Se dice que lo peor que le puede pasar a un preso político es caer en el olvido. Cuando son tantos, lamentablemente la memoria colectiva no puede retener todos los nombres. Algunos, sin embargo, se mantienen siempre presentes. Ese fue el caso de Iván Simonovis, el policía usado como chivo expiatorio por la violencia traumática aquel 11 de abril. A Simonovis lo arrestaron a finales de 2004. El juicio, que duró un lustro, fue ampliamente considerado una farsa por jurisperitos y defensores de Derechos Humanos. No obstante, terminó con una condena de pena máxima. Para un hombre que ya tenía medio siglo a cuestas, una sentencia de 30 años fácilmente puede implicar morir en prisión. En 2012, el ex magistrado Eladio Aponte Aponte confesó haber recibido órdenes del Ejecutivo para manipular el juicio contra Simonovis y los demás señalados. Por supuesto, ello no cambió la suerte de los hombres que ayudó a condenar, pues la elite chavista siempre reacciona a estas denuncias haciéndose la desentendida o desestimándolas como “campañas de mentiras”.

 

Dadas las condiciones deplorables de las cárceles venezolanas, a nadie sorprendió que la salud de Simonovis se deteriora considerablemente mientras estuvo detenido. En 2014 el régimen lo recluyó en su casa, más preocupado por cuestiones de imagen que por razones humanitarias.

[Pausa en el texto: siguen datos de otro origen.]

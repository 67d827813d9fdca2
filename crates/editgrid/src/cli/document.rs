//! Grid documents: the columns and rows a host would normally hold in memory.
//!
//! ```json
//! {
//!   "key": "party",
//!   "columns": [
//!     {"id": "select", "meta": {"priority": "system"}},
//!     {"id": "name", "meta": {"displayName": "Name", "priority": "primary",
//!                             "editable": true, "editType": {"kind": "text"}}}
//!   ],
//!   "rows": [{"id": 1, "name": "Aria"}]
//! }
//! ```
//!
//! Without `key` the grid is namespaced by the document's absolute path, the
//! same way a page-hosted grid is namespaced by its URL path.

use anyhow::{Context, Result};
use editgrid_core::column::{ColumnDef, ColumnSet};
use editgrid_core::model::Row;
use editgrid_core::persist::GridKey;
use serde::Deserialize;
use std::fs;
use std::path::Path;

#[derive(Debug, Deserialize)]
pub struct GridDocument {
    #[serde(default)]
    pub key: Option<String>,
    pub columns: Vec<ColumnDef>,
    #[serde(default)]
    pub rows: Vec<Row>,
}

/// A document ready to be handed to the engine.
pub struct LoadedDocument {
    pub key: GridKey,
    pub columns: ColumnSet,
    pub rows: Vec<Row>,
}

pub fn load(path: &Path) -> Result<LoadedDocument> {
    let content = fs::read_to_string(path)
        .with_context(|| format!("cannot read grid document {}", path.display()))?;
    let doc: GridDocument = serde_json::from_str(&content)
        .with_context(|| format!("invalid grid document {}", path.display()))?;

    let key = match &doc.key {
        Some(key) => GridKey::explicit(key),
        None => key_for_path(path),
    };
    let columns = ColumnSet::new(doc.columns)?;
    for issue in columns.issues() {
        tracing::warn!(%issue, "column configuration issue");
    }

    Ok(LoadedDocument {
        key,
        columns,
        rows: doc.rows,
    })
}

fn key_for_path(path: &Path) -> GridKey {
    let absolute = fs::canonicalize(path).unwrap_or_else(|_| path.to_path_buf());
    GridKey::from_path(&absolute.to_string_lossy().replace('\\', "/"))
}

#[cfg(test)]
mod tests {
    use super::*;
    use tempfile::TempDir;

    const DOC: &str = r#"{
        "columns": [
            {"id": "select", "meta": {"priority": "system"}},
            {"id": "name", "accessor": "full_name", "meta": {"priority": "primary", "editable": true}},
            {"id": "class", "meta": {"editable": true, "editType": {"kind": "select"}}}
        ],
        "rows": [{"id": 7, "full_name": "Aria"}]
    }"#;

    #[test]
    fn loads_columns_rows_and_path_key() {
        let temp = TempDir::new().unwrap();
        let path = temp.path().join("party.json");
        fs::write(&path, DOC).unwrap();

        let loaded = load(&path).unwrap();
        assert_eq!(loaded.columns.len(), 3);
        assert_eq!(loaded.columns.issues().len(), 1);
        assert_eq!(loaded.rows[0].id.as_str(), "7");
        assert_eq!(loaded.columns.get("name").unwrap().field_key(), "full_name");
        assert!(loaded.key.as_str().starts_with("editgrid:"));
        assert!(loaded.key.as_str().ends_with("/party.json"));
    }

    #[test]
    fn explicit_key_wins() {
        let temp = TempDir::new().unwrap();
        let path = temp.path().join("g.json");
        fs::write(&path, r#"{"key": "party", "columns": []}"#).unwrap();
        assert_eq!(load(&path).unwrap().key.as_str(), "editgrid:party");
    }

    #[test]
    fn duplicate_columns_are_rejected() {
        let temp = TempDir::new().unwrap();
        let path = temp.path().join("g.json");
        fs::write(&path, r#"{"columns": [{"id": "a"}, {"id": "a"}]}"#).unwrap();
        assert!(load(&path).is_err());
    }
}
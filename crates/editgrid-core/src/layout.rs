//! # Responsive Column Layout
//!
//! Columns are partitioned by priority:
//!
//! | Class | Members | Narrow screens |
//! |-------|---------|----------------|
//! | system | checkbox/action columns | always inline |
//! | primary | `priority = primary` | always inline |
//! | secondary | everything else | moved to the per-row panel |
//!
//! ## Collapse Mode
//!
//! ```text
//! collapse_mode = viewport_width < tablet_breakpoint && !secondary.is_empty()
//! ```
//!
//! It is recomputed on every layout pass with no hysteresis: crossing the
//! breakpoint in either direction flips the mode immediately. With no secondary
//! columns there is nothing to collapse, so the mode stays off at any width.
//!
//! In collapse mode each row gets a synthetic expand toggle inline, and its
//! secondary columns render in a detail panel only while the row id is in the
//! [`ExpandedRows`] set. Rows expand independently of each other.
//!
//! Classification is a pure function of the columns and the current width. It is
//! never cached: the viewport width is volatile.

use crate::column::{ColumnDef, ColumnId, ColumnSet, Priority};
use crate::model::RowId;
use serde::Serialize;
use std::collections::{BTreeMap, BTreeSet};

/// Default width below which secondary columns collapse.
pub const DEFAULT_TABLET_BREAKPOINT: u32 = 768;

#[derive(Debug, Clone, Copy, PartialEq, Eq, Hash, Serialize)]
#[serde(rename_all = "lowercase")]
pub enum ColumnClass {
    System,
    Primary,
    Secondary,
}

pub fn class_of(column: &ColumnDef) -> ColumnClass {
    if column.is_system() {
        ColumnClass::System
    } else if column.meta.priority == Priority::Primary {
        ColumnClass::Primary
    } else {
        ColumnClass::Secondary
    }
}

/// Column ids partitioned by class, each list in column order.
#[derive(Debug, Clone, Default, PartialEq, Eq, Serialize)]
pub struct Classification {
    pub system: Vec<ColumnId>,
    pub primary: Vec<ColumnId>,
    pub secondary: Vec<ColumnId>,
}

/// Partitions the visible columns. System columns are always visible.
pub fn classify(columns: &ColumnSet, visibility: &BTreeMap<ColumnId, bool>) -> Classification {
    let mut out = Classification::default();
    for column in columns.iter() {
        let class = class_of(column);
        if class != ColumnClass::System && !is_visible(visibility, &column.id) {
            continue;
        }
        let bucket = match class {
            ColumnClass::System => &mut out.system,
            ColumnClass::Primary => &mut out.primary,
            ColumnClass::Secondary => &mut out.secondary,
        };
        bucket.push(column.id.clone());
    }
    out
}

fn is_visible(visibility: &BTreeMap<ColumnId, bool>, id: &str) -> bool {
    visibility.get(id).copied().unwrap_or(true)
}

pub fn collapse_mode(classification: &Classification, viewport_width: u32, breakpoint: u32) -> bool {
    viewport_width < breakpoint && !classification.secondary.is_empty()
}

/// One inline slot of a row.
#[derive(Debug, Clone, PartialEq, Eq, Serialize)]
#[serde(tag = "kind", content = "column", rename_all = "camelCase")]
pub enum Slot {
    /// The synthetic expand/collapse control (collapse mode only).
    ExpandToggle,
    Column(ColumnId),
}

/// Result of one layout pass.
#[derive(Debug, Clone, PartialEq, Eq, Serialize)]
#[serde(rename_all = "camelCase")]
pub struct LayoutPlan {
    pub collapse_mode: bool,
    pub inline: Vec<Slot>,
    /// Columns shown in the expandable panel; empty outside collapse mode.
    pub panel: Vec<ColumnId>,
}

impl LayoutPlan {
    pub fn compute(
        columns: &ColumnSet,
        visibility: &BTreeMap<ColumnId, bool>,
        viewport_width: u32,
        breakpoint: u32,
    ) -> Self {
        let classification = classify(columns, visibility);
        let collapse = collapse_mode(&classification, viewport_width, breakpoint);

        // Column order is kept inline; collapse mode just drops secondaries.
        let mut inline = Vec::new();
        if collapse {
            inline.push(Slot::ExpandToggle);
        }
        for column in columns.iter() {
            let id = &column.id;
            let shown = classification.system.contains(id)
                || classification.primary.contains(id)
                || (!collapse && classification.secondary.contains(id));
            if shown {
                inline.push(Slot::Column(id.clone()));
            }
        }

        let panel = if collapse {
            classification.secondary
        } else {
            Vec::new()
        };

        Self {
            collapse_mode: collapse,
            inline,
            panel,
        }
    }

    pub fn inline_columns(&self) -> impl Iterator<Item = &ColumnId> {
        self.inline.iter().filter_map(|slot| match slot {
            Slot::Column(id) => Some(id),
            Slot::ExpandToggle => None,
        })
    }

    /// Per-row view of this plan.
    pub fn for_row(&self, row_id: &RowId, expanded: &ExpandedRows) -> RowLayout {
        let is_expanded = self.collapse_mode && expanded.contains(row_id);
        RowLayout {
            row_id: row_id.clone(),
            inline: self.inline.clone(),
            expanded: is_expanded,
            panel: if is_expanded {
                self.panel.clone()
            } else {
                Vec::new()
            },
        }
    }
}

#[derive(Debug, Clone, PartialEq, Eq, Serialize)]
#[serde(rename_all = "camelCase")]
pub struct RowLayout {
    pub row_id: RowId,
    pub inline: Vec<Slot>,
    pub expanded: bool,
    pub panel: Vec<ColumnId>,
}

/// Rows whose detail panel is open.
#[derive(Debug, Clone, Default, PartialEq, Eq)]
pub struct ExpandedRows(BTreeSet<RowId>);

impl ExpandedRows {
    pub fn new() -> Self {
        Self::default()
    }

    pub fn contains(&self, row_id: &RowId) -> bool {
        self.0.contains(row_id)
    }

    pub fn expand(&mut self, row_id: RowId) {
        self.0.insert(row_id);
    }

    pub fn collapse(&mut self, row_id: &RowId) {
        self.0.remove(row_id);
    }

    /// Flips a row; returns the new expanded state.
    pub fn toggle(&mut self, row_id: &RowId) -> bool {
        if self.0.remove(row_id) {
            false
        } else {
            self.0.insert(row_id.clone());
            true
        }
    }

    pub fn collapse_all(&mut self) {
        self.0.clear();
    }

    /// Drops ids that no longer exist in the data.
    pub fn retain(&mut self, keep: impl Fn(&RowId) -> bool) {
        self.0.retain(|id| keep(id));
    }

    pub fn len(&self) -> usize {
        self.0.len()
    }

    pub fn is_empty(&self) -> bool {
        self.0.is_empty()
    }
}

Recuerdo que ese día a millones de venezolanos los embargó la alegría agridulce que este tipo de prácticas del régimen produce, ya que el afectado puede disfrutar de la calidez de su hogar y ver a sus seres queridos en cualquier momento, pero su preciosa libertad sigue se restringida injustamente

 

Y entonces, un día tras quince años de detención, Simonovis se escapó de sus captores. Su huida fue una bofetada dura a los servicios de inteligencia del régimen, que han cultivado en torno suyo un mito de supuesta infalibilidad en la detección de planes contrarios a los intereses de la elite chavista. Sin duda, ha pasado a engrosar la lista de fugas históricas en Venezuela. Se logró en detrimento de quienes usan otras fugas para sus narraciones de propaganda.

 

Este texto no podía cerrar sin un recordatorio: cinco hombres siguen hoy tras las rejas por el mismo caso de Simonovis. Se trata de los policías Erasmo Bolívar, Marco Hurtado, Héctor Rovain, Arube Pérez y Luis Molina. Prohibido olvidarlos.